Existing animal ID capabilities were tested after several U.S. cases of BSE
emerged. The first case, in December 2003, was a Holstein dairy cow with a metal
ear tag containing an identifying number. That helped authorities to more quickly
trace its likely movements and origin, to a herd in Alberta, Canada. Dairy farmers
often have more extensive information about individual animals for milk production,
breeding, feeding, and related purposes.
However, six weeks later, U.S. authorities announced that they were ending
their BSE field investigation after identifying only 28 of 80 cows that had entered the
United States from Canada with the BSE cow. “We feel confident that the remaining
animals represent very little risk. Even in countries like the United Kingdom where
the prevalence of BSE has been very high, it is very uncommon to find more than one
or maybe two positive animals within a herd,” they explained.6
An international expert panel, asked by USDA asked to review its handling of
this first U.S. BSE case, agreed that the number of infected cattle from that imported
herd was probably small. But the panel warned that USDA’s failure to find every
animal “is a problem faced by all countries which do not have an effective animal
traceability system.” It encouraged “the implementation of a national identification
system that is appropriate to North American farming.”7
Announcing the end of an investigation into the second U.S. BSE case (in a
Texas-born cow that died in November 2004), Secretary Johanns again lamented the
lack of a national ID system: the investigation “would have taken far less than two
months” if a system were in place, a significant matter “because a number of trading
partners have been reluctant to make decisions until the investigation is complete.”8
Investigators also were unable to trace back earlier locations and herdmates of a third
BSE case, an Alabama beef cow found in February 2006, at a time of delicate
market-reopening discussions with both the Japanese and Koreans.

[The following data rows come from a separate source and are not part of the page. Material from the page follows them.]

//! Dependency analyzer: blocking graph, cycle detection and impact multiplier.
//!
//! Nodes are tasks keyed by position in the batch. References in
//! `Task::dependencies` are 1-based on the wire and converted once, by
//! [`resolve_reference`], to 0-based indices for the adjacency lists.
//! References outside the batch resolve to nothing: they behave like edges to
//! a sink node and can never close a cycle.

use crate::task::Task;

/// Multiplier for a task that blocks nothing.
pub const NEUTRAL_MULTIPLIER: f64 = 1.0;
/// Multiplier for a task that blocks exactly one other task.
pub const SINGLE_BLOCK_MULTIPLIER: f64 = 1.2;
/// Multiplier for a task that blocks two or more tasks.
pub const MULTI_BLOCK_MULTIPLIER: f64 = 1.5;
/// Replaces the fan-out bonus when a task blocks something caught in a cycle.
pub const CYCLE_PENALTY: f64 = 0.5;

/// Map a 1-based batch reference to a 0-based index, if it is in range.
pub fn resolve_reference(reference: i64, len: usize) -> Option<usize> {
    let index = usize::try_from(reference).ok()?.checked_sub(1)?;
    (index < len).then_some(index)
}

/// References that point outside the batch, as `(position, reference)` pairs.
pub fn dangling_references(tasks: &[Task]) -> Vec<(usize, i64)> {
    let len = tasks.len();
    tasks
        .iter()
        .enumerate()
        .flat_map(|(i, t)| {
            t.dependencies
                .iter()
                .filter(move |&&d| resolve_reference(d, len).is_none())
                .map(move |&d| (i + 1, d))
        })
        .collect()
}

/// Directed graph of blocking relationships for one batch.
///
/// Crate-internal: callers get the cycle analysis through [`CycleReport`].
#[derive(Debug, Clone, Default, PartialEq, Eq)]
pub(crate) struct DependencyGraph {
    adjacency: Vec<Vec<usize>>,
}

impl DependencyGraph {
    pub(crate) fn from_tasks(tasks: &[Task]) -> Self {
        let len = tasks.len();
        let adjacency = tasks
            .iter()
            .map(|t| {
                t.dependencies
                    .iter()
                    .filter_map(|&d| resolve_reference(d, len))
                    .collect()
            })
            .collect();
        Self { adjacency }
    }

    fn len(&self) -> usize {
        self.adjacency.len()
    }

    /// Outgoing edges of the node at 0-based `index`.
    #[cfg(test)]
    fn successors(&self, index: usize) -> &[usize] {
        self.adjacency.get(index).map(Vec::as_slice).unwrap_or(&[])
    }

    /// Depth-first search with a recursion-stack marker: reaching a node that
    /// is still on the stack means a back edge, hence a cycle.
    ///
    /// Iterative, so batch size does not bound call-stack depth.
    pub(crate) fn has_cycle(&self) -> bool {
        let n = self.len();
        let mut visited = vec![false; n];
        let mut on_stack = vec![false; n];
        // (node, next edge to explore)
        let mut stack: Vec<(usize, usize)> = Vec::new();

        for root in 0..n {
            if visited[root] {
                continue;
            }
            visited[root] = true;
            on_stack[root] = true;
            stack.push((root, 0));

            while let Some(frame) = stack.last_mut() {
                let (node, edge) = *frame;
                match self.adjacency[node].get(edge) {
                    Some(&next) => {
                        frame.1 += 1;
                        if on_stack[next] {
                            return true;
                        }
                        if !visited[next] {
                            visited[next] = true;
                            on_stack[next] = true;
                            stack.push((next, 0));
                        }
                    }
                    None => {
                        on_stack[node] = false;
                        stack.pop();
                    }
                }
            }
        }

        false
    }

    /// For each node, whether it lies on some cycle.
    ///
    /// A node is on a cycle iff its strongly connected component has more
    /// than one node, or it has an edge to itself. Components come from
    /// Kosaraju's two-pass algorithm.
    pub(crate) fn cycle_members(&self) -> Vec<bool> {
        let n = self.len();
        let order = self.finish_order();

        let mut reversed = vec![Vec::new(); n];
        for (from, edges) in self.adjacency.iter().enumerate() {
            for &to in edges {
                reversed[to].push(from);
            }
        }

        let mut component = vec![usize::MAX; n];
        let mut sizes: Vec<usize> = Vec::new();
        for &root in order.iter().rev() {
            if component[root] != usize::MAX {
                continue;
            }
            let id = sizes.len();
            let mut size = 0;
            let mut pending = vec![root];
            component[root] = id;
            while let Some(node) = pending.pop() {
                size += 1;
                for &prev in &reversed[node] {
                    if component[prev] == usize::MAX {
                        component[prev] = id;
                        pending.push(prev);
                    }
                }
            }
            sizes.push(size);
        }

        (0..n)
            .map(|node| sizes[component[node]] > 1 || self.adjacency[node].contains(&node))
            .collect()
    }

    pub(crate) fn cycle_report(&self) -> CycleReport {
        CycleReport {
            has_cycle: self.has_cycle(),
            members: self.cycle_members(),
        }
    }

    /// Nodes in order of DFS completion.
    fn finish_order(&self) -> Vec<usize> {
        let n = self.len();
        let mut visited = vec![false; n];
        let mut order = Vec::with_capacity(n);
        let mut stack: Vec<(usize, usize)> = Vec::new();

        for root in 0..n {
            if visited[root] {
                continue;
            }
            visited[root] = true;
            stack.push((root, 0));

            while let Some(frame) = stack.last_mut() {
                let (node, edge) = *frame;
                match self.adjacency[node].get(edge) {
                    Some(&next) => {
                        frame.1 += 1;
                        if !visited[next] {
                            visited[next] = true;
                            stack.push((next, 0));
                        }
                    }
                    None => {
                        order.push(node);
                        stack.pop();
                    }
                }
            }
        }

        order
    }
}

/// Whole-batch cycle context, computed once and shared read-only while each
/// task is scored.
#[derive(Debug, Clone, Default, PartialEq, Eq)]
pub struct CycleReport {
    has_cycle: bool,
    members: Vec<bool>,
}

impl CycleReport {
    pub fn analyze(tasks: &[Task]) -> Self {
        DependencyGraph::from_tasks(tasks).cycle_report()
    }

    pub fn has_cycle(&self) -> bool {
        self.has_cycle
    }

    /// Whether the task at 0-based `index` lies on a cycle.
    pub fn is_member(&self, index: usize) -> bool {
        self.members.get(index).copied().unwrap_or(false)
    }

    /// 1-based positions of every task on a cycle.
    pub fn member_positions(&self) -> Vec<usize> {
        self.members
            .iter()
            .enumerate()
            .filter(|(_, on_cycle)| **on_cycle)
            .map(|(i, _)| i + 1)
            .collect()
    }

    /// Whether `task` blocks any task that lies on a cycle.
    pub fn references_cycle(&self, task: &Task) -> bool {
        self.has_cycle
            && task
                .dependencies
                .iter()
                .filter_map(|&d| resolve_reference(d, self.members.len()))
                .any(|i| self.members[i])
    }
}

/// Blocking fan-out multiplier.
///
/// Without batch context (`cycles` is `None`) only the fan-out counts. With
/// context, a task that blocks a cycle member gets [`CYCLE_PENALTY`] instead.
pub fn dependency_multiplier(task: &Task, cycles: Option<&CycleReport>) -> f64 {
    if cycles.is_some_and(|report| report.references_cycle(task)) {
        return CYCLE_PENALTY;
    }
    match task.dependencies.len() {
        0 => NEUTRAL_MULTIPLIER,
        1 => SINGLE_BLOCK_MULTIPLIER,
        _ => MULTI_BLOCK_MULTIPLIER,
    }
}
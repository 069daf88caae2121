use anyhow::{Context, Result};
use serde::{Deserialize, Serialize};
use std::fs;
use std::path::PathBuf;
use taskrank_core::{DEFAULT_SUGGESTIONS, Strategy};

use crate::state::{ensure_taskrank_home, taskrank_home};

#[derive(Debug, Clone, Default, PartialEq, Serialize, Deserialize)]
#[serde(default)]
pub struct Config {
    pub scoring: ScoringSection,
    pub suggest: SuggestSection,
}

#[derive(Debug, Clone, PartialEq, Serialize, Deserialize)]
#[serde(default)]
pub struct ScoringSection {
    /// Strategy used when neither the flag nor the payload names one.
    pub strategy: String,
    /// IANA timezone used to decide what "today" is.
    pub timezone: String,
}

#[derive(Debug, Clone, PartialEq, Serialize, Deserialize)]
#[serde(default)]
pub struct SuggestSection {
    pub limit: usize,
}

impl Default for ScoringSection {
    fn default() -> Self {
        Self {
            strategy: Strategy::default().name().to_string(),
            timezone: "UTC".to_string(),
        }
    }
}

impl Default for SuggestSection {
    fn default() -> Self {
        Self {
            limit: DEFAULT_SUGGESTIONS,
        }
    }
}

pub fn config_path() -> Result<PathBuf> {
    Ok(taskrank_home()?.join("config.toml"))
}

pub fn parse_config(s: &str) -> Result<Config> {
    toml::from_str(s).context("parse config.toml")
}

pub fn load_config() -> Result<Config> {
    let p = config_path()?;
    if !p.exists() {
        return Ok(Config::default());
    }
    let s = fs::read_to_string(&p).with_context(|| format!("read {}", p.display()))?;
    parse_config(&s)
}

pub fn save_config(cfg: &Config) -> Result<()> {
    let p = ensure_taskrank_home()?.join("config.toml");
    let s = toml::to_string_pretty(cfg).context("serialize config")?;
    fs::write(&p, s).with_context(|| format!("write {}", p.display()))?;
    Ok(())
}

pub fn init_config() -> Result<()> {
    let p = config_path()?;
    if p.exists() {
        println!("Config already exists: {}", p.display());
        return Ok(());
    }
    save_config(&Config::default())?;
    println!("Wrote {}", p.display());
    Ok(())
}

pub fn show_config() -> Result<()> {
    let cfg = load_config()?;
    println!("# {}", config_path()?.display());
    print!("{}", toml::to_string_pretty(&cfg).context("serialize config")?);
    Ok(())
}
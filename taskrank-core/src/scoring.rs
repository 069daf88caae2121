//! Priority combiner and rationale generation.
//!
//! `final = (urgency*w_u + importance*w_i + effort*w_e) * dependency_multiplier`,
//! rounded to two decimals and clamped to `[0, SCORE_CEILING]`.

use chrono::NaiveDate;
use serde::Serialize;

use crate::dependency::{CycleReport, dependency_multiplier};
use crate::effort::{effort_score, floor_hours};
use crate::importance::{clamp_importance, importance_score};
use crate::strategy::{Strategy, Weights};
use crate::task::Task;
use crate::urgency::{days_until_due, urgency_score};

pub const SCORE_FLOOR: f64 = 0.0;
pub const SCORE_CEILING: f64 = 100.0;

/// Importance at or above this earns the "High importance" fragment.
pub const HIGH_IMPORTANCE: i64 = 8;
/// Importance at or below this earns the "Low importance" fragment.
pub const LOW_IMPORTANCE: i64 = 3;
pub const QUICK_WIN_HOURS: f64 = 2.0;
pub const TIME_CONSUMING_HOURS: f64 = 6.0;
/// Due within this many days (but not today) reads as "Due soon".
pub const DUE_SOON_DAYS: i64 = 2;

pub const BALANCED_PRIORITY: &str = "Balanced priority";

/// Every input that went into one task's score.
#[derive(Debug, Clone, Copy, PartialEq, Serialize)]
pub struct ScoreBreakdown {
    pub strategy: Strategy,
    pub weights: Weights,
    pub urgency: f64,
    pub importance: f64,
    pub effort: f64,
    pub dependency_multiplier: f64,
    /// The task blocks a task that lies on a dependency cycle.
    pub circular: bool,
    pub total: f64,
}

/// Score one task.
///
/// Pass `cycles` when the whole batch is known; without it the dependency
/// factor only reflects fan-out.
pub fn score_task(
    task: &Task,
    strategy: Strategy,
    today: NaiveDate,
    cycles: Option<&CycleReport>,
) -> ScoreBreakdown {
    let weights = strategy.weights();
    let urgency = urgency_score(task.due_date, today);
    let importance = importance_score(task.importance);
    let effort = effort_score(task.estimated_hours);
    let multiplier = dependency_multiplier(task, cycles);

    let weighted =
        urgency * weights.urgency + importance * weights.importance + effort * weights.effort;
    let total = round2(weighted * multiplier).clamp(SCORE_FLOOR, SCORE_CEILING);

    ScoreBreakdown {
        strategy,
        weights,
        urgency,
        importance,
        effort,
        dependency_multiplier: multiplier,
        circular: cycles.is_some_and(|c| c.references_cycle(task)),
        total,
    }
}

pub fn priority_score(
    task: &Task,
    strategy: Strategy,
    today: NaiveDate,
    cycles: Option<&CycleReport>,
) -> f64 {
    score_task(task, strategy, today, cycles).total
}

fn round2(value: f64) -> f64 {
    (value * 100.0).round() / 100.0
}

/// Human-readable rationale. Fragments always appear in the order urgency,
/// importance, effort, dependencies.
pub fn explain(task: &Task, today: NaiveDate, breakdown: &ScoreBreakdown) -> String {
    let mut fragments: Vec<String> = Vec::new();

    if let Some(due) = task.due_date {
        match days_until_due(due, today) {
            d if d < 0 => {
                let late = d.unsigned_abs();
                fragments.push(format!("Overdue by {late} {}", plural(late, "day", "days")));
            }
            0 => fragments.push("Due today".into()),
            d if d <= DUE_SOON_DAYS => fragments.push("Due soon".into()),
            _ => {}
        }
    }

    let importance = clamp_importance(task.importance);
    if importance >= HIGH_IMPORTANCE {
        fragments.push("High importance".into());
    } else if importance <= LOW_IMPORTANCE {
        fragments.push("Low importance".into());
    }

    let hours = floor_hours(task.estimated_hours);
    if hours <= QUICK_WIN_HOURS {
        fragments.push("Quick win".into());
    } else if hours >= TIME_CONSUMING_HOURS {
        fragments.push("Time-consuming".into());
    }

    let blocked = task.dependencies.len();
    if blocked > 0 {
        let mut fragment = format!("Blocks {blocked} {}", plural(blocked as u64, "task", "tasks"));
        if breakdown.circular {
            fragment.push_str(" (circular dependency)");
        }
        fragments.push(fragment);
    }

    if fragments.is_empty() {
        BALANCED_PRIORITY.to_string()
    } else {
        fragments.join(", ")
    }
}

fn plural(n: u64, one: &'static str, many: &'static str) -> &'static str {
    if n == 1 { one } else { many }
}
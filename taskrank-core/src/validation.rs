//! Boundary checks for callers that accept task batches from outside.
//!
//! The engine itself never fails: it clamps importance, floors hours and
//! ignores dangling references. A request layer should still refuse
//! malformed input so the caller gets an explicit error instead of a
//! silently clamped score. This module is that refusal policy.

use thiserror::Error;
use tracing::warn;

use crate::dependency::dangling_references;
use crate::importance::{MAX_IMPORTANCE, MIN_IMPORTANCE};
use crate::task::Task;

#[derive(Debug, Clone, PartialEq, Error)]
pub enum ValidationError {
    #[error("task {position}: title is required")]
    MissingTitle { position: usize },

    #[error("task {position} ({title}): importance must be between 1 and 10, got {importance}")]
    ImportanceOutOfRange {
        position: usize,
        title: String,
        importance: i64,
    },

    #[error("task {position} ({title}): estimated hours cannot be negative, got {hours}")]
    NegativeHours {
        position: usize,
        title: String,
        hours: f64,
    },

    #[error("task {position} ({title}): estimated hours must be a finite number")]
    NonFiniteHours { position: usize, title: String },
}

/// Check one task; `position` is 1-based and only used in the error.
pub fn validate_task(position: usize, task: &Task) -> Result<(), ValidationError> {
    if task.title.trim().is_empty() {
        return Err(ValidationError::MissingTitle { position });
    }
    if !(MIN_IMPORTANCE..=MAX_IMPORTANCE).contains(&task.importance) {
        return Err(ValidationError::ImportanceOutOfRange {
            position,
            title: task.title.clone(),
            importance: task.importance,
        });
    }
    if !task.estimated_hours.is_finite() {
        return Err(ValidationError::NonFiniteHours {
            position,
            title: task.title.clone(),
        });
    }
    if task.estimated_hours < 0.0 {
        return Err(ValidationError::NegativeHours {
            position,
            title: task.title.clone(),
            hours: task.estimated_hours,
        });
    }
    Ok(())
}

/// Reject the first invalid task in input order.
///
/// Dependencies that point outside the batch are tolerated (the engine
/// ignores them) but logged.
pub fn validate_tasks(tasks: &[Task]) -> Result<(), ValidationError> {
    for (i, task) in tasks.iter().enumerate() {
        validate_task(i + 1, task)?;
    }
    for (position, reference) in dangling_references(tasks) {
        warn!(position, reference, "dependency references a task outside the batch");
    }
    Ok(())
}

6 USDA press release, “Final BSE Update — Monday, February 9, 2004.”
7 Secretary’s Foreign Animal and Poultry Disease Advisory Committee’s Subcommittee.
Report on Measures Relating to Bovine Spongiform Encephalopathy (BSE) in the United
States
. February 2, 2004. Animal ID was one of a number of its policy recommendations.
8 Transcript of August 30, 2005, technical briefing with Agriculture Secretary Mike Johanns
and others, accessed at [http://www.aphis.usda.gov/lpa/issues/bse/bse.html].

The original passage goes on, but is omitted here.